Birdland. Im großen Meer der Stimmen eine Stimme sein, aber doch klar heraushörbar: Das ist ein bescheidener Wunsch. Er ist auch maßlos, weil ihn wohl (nicht nur) jeder schöpferische Mensch sein Leben lang vor Augen hat. Warum sollten wir unter all den Trompetenstimmen im Meer des zeitgenössischen Jazz ausgerechnet diejenige Martin Dahanukars heraushören, der besagten Wunsch in einem Fernsehinterview geäußert hat? Weil es ungemein guttut, Musik von jemandem zu hören, der seine Seele so lange in die Blue Notes von Miles Davis getaucht hat, bis diese inwendig indigofarben wurde. Und weil man dabei keinen Takt lang denkt: Blöder Epigone, lass doch den Miles in Frieden ruhen!

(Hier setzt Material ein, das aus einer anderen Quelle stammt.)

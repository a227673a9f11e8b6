// src/core/cluster/slot.rs

//! Implements the cluster hash slot algorithm.

use crc::{CRC_16_XMODEM, Crc};

/// The total number of hash slots in a cluster.
pub const NUM_SLOTS: usize = 16384;

/// The CRC16 variant (XMODEM) that cluster nodes use to assign keys to slots.
const CRC16_ALGO: Crc<u16> = Crc::<u16>::new(&CRC_16_XMODEM);

/// Calculates the hash slot for a given key.
///
/// If the key contains a non-empty hash tag (`{...}`), only the tag is
/// hashed, so `user:{42}:name` and `user:{42}:email` share a slot.
pub fn get_slot(key: &[u8]) -> u16 {
    if let Some(start) = key.iter().position(|&b| b == b'{')
        && let Some(end_offset) = key[start + 1..].iter().position(|&b| b == b'}')
        && end_offset > 0
    {
        let end = start + 1 + end_offset;
        return CRC16_ALGO.checksum(&key[start + 1..end]) % (NUM_SLOTS as u16);
    }
    CRC16_ALGO.checksum(key) % (NUM_SLOTS as u16)
}
//! mapae: phone-number verification over carrier SMS-to-Email gateways
//!
//! A client requests a challenge over HTTP, receives a short token to put
//! in a text message, and sends that message from their phone to a
//! designated address. The carrier's MMS-to-Email gateway relays it to the
//! SMTP listener here, which extracts the token, identifies the sender's
//! phone number and carrier, and records a verified result the client can
//! poll (optionally as a signed JWT).
//!
//! # Features
//!
//! - **SMTP ingestion**: permissive, streaming parsing of broken carrier
//!   email, with a strict size cap
//! - **Exactly-once**: one-time nonce consumption under concurrent
//!   deliveries
//! - **Sender policy**: SPF over both the envelope and header senders
//! - **Tokens**: optional EdDSA (Ed25519) JWTs with a JWKS endpoint
//!
//! # Example
//!
//! ```no_run
//! use mapae::auth::Service;
//! use mapae::config::Settings;
//! use mapae::smtp::SmtpServer;
//! use mapae::storage::MemoryStore;
//! use std::sync::Arc;
//! use tokio_util::sync::CancellationToken;
//!
//! #[tokio::main]
//! async fn main() -> Result<(), Box<dyn std::error::Error>> {
//!     let settings = Arc::new(Settings::from_env());
//!     let store = Arc::new(MemoryStore::new());
//!     let service = Arc::new(Service::new(store, settings.clone())?);
//!
//!     let server = SmtpServer::new(settings, service);
//!     server.run(CancellationToken::new()).await?;
//!
//!     Ok(())
//! }
//! ```
//!
//! # Modules
//!
//! - [`config`]: environment-driven configuration
//! - [`error`]: error types and handling
//! - [`auth`]: challenge lifecycle and JWT signing
//! - [`storage`]: KV backends (in-memory, Redis)
//! - [`smtp`]: SMTP listener, session handling, message parsing
//! - [`http`]: JSON API surface

pub mod auth;
pub mod config;
pub mod error;
pub mod http;
pub mod smtp;
pub mod storage;

// Re-export commonly used types
pub use config::Settings;
pub use error::{MapaeError, Result};
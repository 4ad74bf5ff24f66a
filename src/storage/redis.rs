//! Redis store
//!
//! Thin wrapper over a multiplexed connection manager. `take` maps to
//! GETDEL, which is atomic on the server, so the one-time-consume guarantee
//! holds across multiple service instances sharing one Redis.

use async_trait::async_trait;
use redis::aio::ConnectionManager;
use redis::AsyncCommands;

use super::{Store, StoreError};

pub struct RedisStore {
    conn: ConnectionManager,
}

impl RedisStore {
    /// Connects eagerly so a bad URL or unreachable server fails startup
    /// instead of the first request.
    pub async fn connect(redis_url: &str) -> Result<Self, StoreError> {
        let client = redis::Client::open(redis_url)?;
        let conn = client.get_connection_manager().await?;
        Ok(Self { conn })
    }
}

#[async_trait]
impl Store for RedisStore {
    async fn ping(&self) -> Result<(), StoreError> {
        let mut conn = self.conn.clone();
        redis::cmd("PING").query_async::<_, ()>(&mut conn).await?;
        Ok(())
    }

    async fn get(&self, key: &str) -> Result<Option<String>, StoreError> {
        let mut conn = self.conn.clone();
        let value: Option<String> = conn.get(key).await?;
        Ok(value)
    }

    async fn take(&self, key: &str) -> Result<Option<String>, StoreError> {
        let mut conn = self.conn.clone();
        let value: Option<String> = conn.get_del(key).await?;
        Ok(value)
    }

    async fn set_ex(&self, key: &str, value: &str, ttl_seconds: i64) -> Result<(), StoreError> {
        if ttl_seconds <= 0 {
            return Err(StoreError::InvalidTtl(ttl_seconds));
        }
        let mut conn = self.conn.clone();
        let _: () = conn.set_ex(key, value, ttl_seconds as u64).await?;
        Ok(())
    }
}
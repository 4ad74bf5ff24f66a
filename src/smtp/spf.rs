//! SPF verification
//!
//! Carrier gateways put the true originator in the header From while the
//! envelope sender is a relay, so the session checks both and accepts the
//! logical OR. The DNS lookup lives behind a trait so sessions are testable
//! without the network.

use std::net::IpAddr;
use std::sync::Arc;

use async_trait::async_trait;
use mail_auth::{Resolver, SpfResult};
use tracing::{debug, warn};

/// Outcome of a single SPF evaluation, RFC 7208 vocabulary.
#[derive(Debug, Clone, Copy, PartialEq, Eq)]
pub enum SpfDisposition {
    Pass,
    Fail,
    SoftFail,
    Neutral,
    None,
    TempError,
    PermError,
}

impl SpfDisposition {
    pub fn is_pass(self) -> bool {
        matches!(self, SpfDisposition::Pass)
    }
}

#[async_trait]
pub trait SpfLookup: Send + Sync {
    /// Evaluates whether `client_ip` is authorized to send for the domain
    /// of `sender`.
    async fn check(&self, client_ip: IpAddr, sender: &str) -> SpfDisposition;
}

/// DNS-backed SPF verifier.
pub struct DnsSpfVerifier {
    resolver: Arc<Resolver>,
}

impl DnsSpfVerifier {
    pub fn new() -> Self {
        let resolver = Resolver::new_system_conf().unwrap_or_else(|_| {
            warn!("Failed to load system DNS config, using default resolver");
            Resolver::new_cloudflare_tls().expect("Failed to create DNS resolver")
        });
        Self {
            resolver: Arc::new(resolver),
        }
    }
}

impl Default for DnsSpfVerifier {
    fn default() -> Self {
        Self::new()
    }
}

#[async_trait]
impl SpfLookup for DnsSpfVerifier {
    async fn check(&self, client_ip: IpAddr, sender: &str) -> SpfDisposition {
        let domain = sender.split('@').nth(1).unwrap_or(sender);

        let output = self
            .resolver
            .verify_spf_sender(client_ip, domain, domain, sender)
            .await;
        let result = output.result();
        debug!(ip = %client_ip, sender, ?result, "SPF evaluated");

        match result {
            SpfResult::Pass => SpfDisposition::Pass,
            SpfResult::Fail => SpfDisposition::Fail,
            SpfResult::SoftFail => SpfDisposition::SoftFail,
            SpfResult::Neutral => SpfDisposition::Neutral,
            SpfResult::TempError => SpfDisposition::TempError,
            SpfResult::PermError => SpfDisposition::PermError,
            SpfResult::None => SpfDisposition::None,
        }
    }
}
use thiserror::Error;

use crate::storage::StoreError;

#[derive(Error, Debug)]
pub enum MapaeError {
    #[error("IO error: {0}")]
    Io(#[from] std::io::Error),

    #[error("SMTP protocol error: {0}")]
    SmtpProtocol(String),

    #[error("Configuration error: {0}")]
    Config(String),

    #[error("Storage error: {0}")]
    Storage(#[from] StoreError),

    /// Auth handle failed the 32-hex-character format check.
    #[error("invalid_auth_id")]
    InvalidAuthId,

    /// No signing key is configured; JWT and JWKS operations are unavailable.
    #[error("jwks_unavailable")]
    JwksUnavailable,

    #[error("Invalid signing key: {0}")]
    InvalidKey(String),

    #[error("JWT error: {0}")]
    Jwt(#[from] jsonwebtoken::errors::Error),

    #[error("Parse error: {0}")]
    Parse(String),

    #[error("JSON error: {0}")]
    Json(#[from] serde_json::Error),
}

pub type Result<T> = std::result::Result<T, MapaeError>;
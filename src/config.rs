//! Environment-driven configuration
//!
//! All settings come from environment variables with sensible defaults, so
//! the service runs unconfigured on a developer machine and picks up its
//! production values from the container environment.

use std::env;

/// Message size cap applied to inbound SMTP DATA. Not configurable.
pub const DATA_SIZE_LIMIT_BYTES: usize = 128 * 1024;

#[derive(Debug, Clone)]
pub struct Settings {
    pub debug: bool,

    // Storage
    pub use_in_memory_store: bool,
    pub redis_url: String,

    // SMTP server
    pub smtp_host: String,
    pub smtp_port: u16,
    pub sms_inbound_address: String,
    pub dump_inbound: bool,

    // HTTP server
    pub http_host: String,
    pub http_port: u16,
    pub cors_allow_origins: Vec<String>,

    // Verification lifecycle
    pub auth_ttl_seconds: i64,
    pub verified_ttl_seconds: i64,
    pub data_size_limit_bytes: usize,

    // JWT
    pub jwt_private_key_pem: String,
    pub jwt_issuer: String,
    pub jwt_ttl_seconds: i64,
}

impl Settings {
    pub fn from_env() -> Self {
        Self {
            debug: parse_bool(env_var("DEBUG"), false),

            use_in_memory_store: parse_bool(env_var("USE_IN_MEMORY_STORE"), false),
            redis_url: env_var("REDIS_URL").unwrap_or_default(),

            smtp_host: env_var("SMTP_HOST").unwrap_or_else(|| "0.0.0.0".to_string()),
            smtp_port: parse_int(env_var("SMTP_PORT"), 2525),
            sms_inbound_address: env_var("SMS_INBOUND_ADDRESS")
                .unwrap_or_else(|| "verify@example.com".to_string()),
            dump_inbound: parse_bool(env_var("DUMP_INBOUND"), false),

            http_host: env_var("HTTP_HOST").unwrap_or_else(|| "0.0.0.0".to_string()),
            http_port: parse_int(env_var("HTTP_PORT"), 8000),
            cors_allow_origins: parse_list(env_var("CORS_ALLOW_ORIGINS"), &["*"]),

            auth_ttl_seconds: parse_int(env_var("AUTH_TTL_SECONDS"), 600),
            verified_ttl_seconds: parse_int(env_var("VERIFIED_TTL_SECONDS"), 300),
            data_size_limit_bytes: DATA_SIZE_LIMIT_BYTES,

            jwt_private_key_pem: env_var("JWT_PRIVATE_KEY").unwrap_or_default(),
            jwt_issuer: env_var("JWT_ISSUER").unwrap_or_else(|| "https://example.com".to_string()),
            jwt_ttl_seconds: parse_int(env_var("JWT_TTL_SECONDS"), 3600),
        }
    }
}

impl Default for Settings {
    fn default() -> Self {
        Self {
            debug: false,
            use_in_memory_store: true,
            redis_url: String::new(),
            smtp_host: "0.0.0.0".to_string(),
            smtp_port: 2525,
            sms_inbound_address: "verify@example.com".to_string(),
            dump_inbound: false,
            http_host: "0.0.0.0".to_string(),
            http_port: 8000,
            cors_allow_origins: vec!["*".to_string()],
            auth_ttl_seconds: 600,
            verified_ttl_seconds: 300,
            data_size_limit_bytes: DATA_SIZE_LIMIT_BYTES,
            jwt_private_key_pem: String::new(),
            jwt_issuer: "https://example.com".to_string(),
            jwt_ttl_seconds: 3600,
        }
    }
}

fn env_var(key: &str) -> Option<String> {
    env::var(key).ok()
}

/// Accepts 1/true/yes/on and 0/false/no/off, case-insensitive. Anything else
/// falls back to the default.
fn parse_bool(value: Option<String>, default: bool) -> bool {
    let Some(value) = value else {
        return default;
    };
    match value.trim().to_lowercase().as_str() {
        "1" | "true" | "yes" | "on" => true,
        "0" | "false" | "no" | "off" => false,
        _ => default,
    }
}

fn parse_int<T: std::str::FromStr>(value: Option<String>, default: T) -> T {
    value
        .and_then(|v| v.trim().parse().ok())
        .unwrap_or(default)
}

/// Parses either a JSON array (`["a","b"]`) or a comma-separated list.
/// Empty or unparseable input falls back to the default.
fn parse_list(value: Option<String>, default: &[&str]) -> Vec<String> {
    let fallback = || default.iter().map(|s| s.to_string()).collect();

    let Some(value) = value else {
        return fallback();
    };
    let trimmed = value.trim();
    if trimmed.is_empty() {
        return fallback();
    }

    if trimmed.starts_with('[') {
        match serde_json::from_str::<Vec<String>>(trimmed) {
            Ok(parsed) if !parsed.is_empty() => return parsed,
            _ => return fallback(),
        }
    }

    let out: Vec<String> = trimmed
        .split(',')
        .map(|part| part.trim())
        .filter(|part| !part.is_empty())
        .map(|part| part.to_string())
        .collect();
    if out.is_empty() {
        return fallback();
    }
    out
}

#[cfg(test)]
mod tests {
    use super::*;

    fn s(v: &str) -> Option<String> {
        Some(v.to_string())
    }

    #[test]
    fn test_parse_bool_variants() {
        assert!(parse_bool(s("1"), false));
        assert!(parse_bool(s("TRUE"), false));
        assert!(parse_bool(s(" yes "), false));
        assert!(parse_bool(s("on"), false));
        assert!(!parse_bool(s("0"), true));
        assert!(!parse_bool(s("off"), true));
        assert!(parse_bool(s("maybe"), true));
        assert!(!parse_bool(None, false));
    }

    #[test]
    fn test_parse_int() {
        assert_eq!(parse_int(s(" 42 "), 0), 42);
        assert_eq!(parse_int(s("not-a-number"), 7), 7);
        assert_eq!(parse_int::<u16>(None, 2525), 2525);
    }

    #[test]
    fn test_parse_list_json_array() {
        let got = parse_list(s(r#"["https://a.example","https://b.example"]"#), &["*"]);
        assert_eq!(got, vec!["https://a.example", "https://b.example"]);
    }

    #[test]
    fn test_parse_list_comma_separated() {
        let got = parse_list(s("https://a.example, https://b.example ,"), &["*"]);
        assert_eq!(got, vec!["https://a.example", "https://b.example"]);
    }

    #[test]
    fn test_parse_list_falls_back() {
        assert_eq!(parse_list(None, &["*"]), vec!["*"]);
        assert_eq!(parse_list(s("   "), &["*"]), vec!["*"]);
        assert_eq!(parse_list(s("[not json"), &["*"]), vec!["*"]);
        assert_eq!(parse_list(s("[]"), &["*"]), vec!["*"]);
    }

    #[test]
    fn test_data_size_limit_is_fixed() {
        let settings = Settings::default();
        assert_eq!(settings.data_size_limit_bytes, 128 * 1024);
    }
}
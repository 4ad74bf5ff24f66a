use std::process::ExitCode;
use std::sync::Arc;
use std::time::Duration;

use tokio::signal::unix::{signal, SignalKind};
use tokio_util::sync::CancellationToken;
use tracing::{error, info, Level};
use tracing_subscriber::FmtSubscriber;

use mapae::auth::Service;
use mapae::config::Settings;
use mapae::smtp::SmtpServer;
use mapae::storage::{MemoryStore, RedisStore, Store};

const SHUTDOWN_GRACE: Duration = Duration::from_secs(5);

#[tokio::main]
async fn main() -> ExitCode {
    let settings = Arc::new(Settings::from_env());

    let subscriber = FmtSubscriber::builder()
        .with_max_level(if settings.debug {
            Level::DEBUG
        } else {
            Level::INFO
        })
        .finish();
    tracing::subscriber::set_global_default(subscriber).expect("Failed to set tracing subscriber");

    info!("Starting mapae");

    let store: Arc<dyn Store> = if settings.use_in_memory_store || settings.redis_url.trim().is_empty()
    {
        info!("Using in-memory store");
        Arc::new(MemoryStore::new())
    } else {
        match RedisStore::connect(settings.redis_url.trim()).await {
            Ok(store) => {
                info!("Using Redis store");
                Arc::new(store)
            }
            Err(e) => {
                error!("Failed to initialize Redis client: {}", e);
                return ExitCode::FAILURE;
            }
        }
    };

    let service = match Service::new(store, settings.clone()) {
        Ok(service) => Arc::new(service),
        Err(e) => {
            error!("Failed to initialize verification service: {}", e);
            return ExitCode::FAILURE;
        }
    };

    let shutdown = CancellationToken::new();

    let smtp_server = SmtpServer::new(settings.clone(), service.clone());
    let smtp_shutdown = shutdown.clone();
    let smtp_task = tokio::spawn(async move {
        if let Err(e) = smtp_server.run(smtp_shutdown).await {
            error!("SMTP server stopped: {}", e);
        }
    });

    let http_shutdown = shutdown.clone();
    let http_settings = settings.clone();
    let http_service = service.clone();
    let http_task = tokio::spawn(async move {
        if let Err(e) = mapae::http::run(http_settings, http_service, http_shutdown).await {
            error!("HTTP server error: {}", e);
        }
    });

    wait_for_signal().await;
    info!("Shutting down...");
    shutdown.cancel();

    // Give the HTTP server a bounded window to drain in-flight requests.
    let _ = tokio::time::timeout(SHUTDOWN_GRACE, http_task).await;
    let _ = tokio::time::timeout(SHUTDOWN_GRACE, smtp_task).await;

    ExitCode::SUCCESS
}

async fn wait_for_signal() {
    let mut sigterm = match signal(SignalKind::terminate()) {
        Ok(sig) => sig,
        Err(e) => {
            error!("Failed to install SIGTERM handler: {}", e);
            let _ = tokio::signal::ctrl_c().await;
            return;
        }
    };
    tokio::select! {
        _ = tokio::signal::ctrl_c() => {}
        _ = sigterm.recv() => {}
    }
}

Nein, Martin Dahanukar, 1972 als Sohn einer Inderin und eines Deutschen in München geboren und dort, im damaligen Bombay und in der Schweiz aufgewachsen, klingt bei aller atmosphärischen und konzeptionellen Nähe zu Davis und einigen anderen interessanten Trompetern nur nach sich selbst. Sein Spiel sucht oft Wege nach innen, zeigt sich aber jederzeit bereit zum Abenteuer, zum Wagnis, zum Ausbruch. Wer seinen verschlungenen Melodien folgt, begegnet einem poetischen Erzähler. Der indische Nachname und die erst im jungen Mannesalter entdeckte Affinität zu Bombay sollten indes nicht dazu verleiten, Dahanukar fröne einer Spielart des Ethno-Jazz. Nix mit hypnotischer Tabla, keine endlos sirrenden Sitar-Sounds, keine zusammengesetzten Tala-Rhythmen. Dahanukar ist ein Jazzmusiker westlicher Prägung. Bombay scheine allenfalls durch das verwirrend und begeisternd Kosmopolitische in seine Kompositionen hinein, sagt er. Was ihn nicht daran hindert, bei anderer Gelegenheit auch klassische indische Musik zu spielen.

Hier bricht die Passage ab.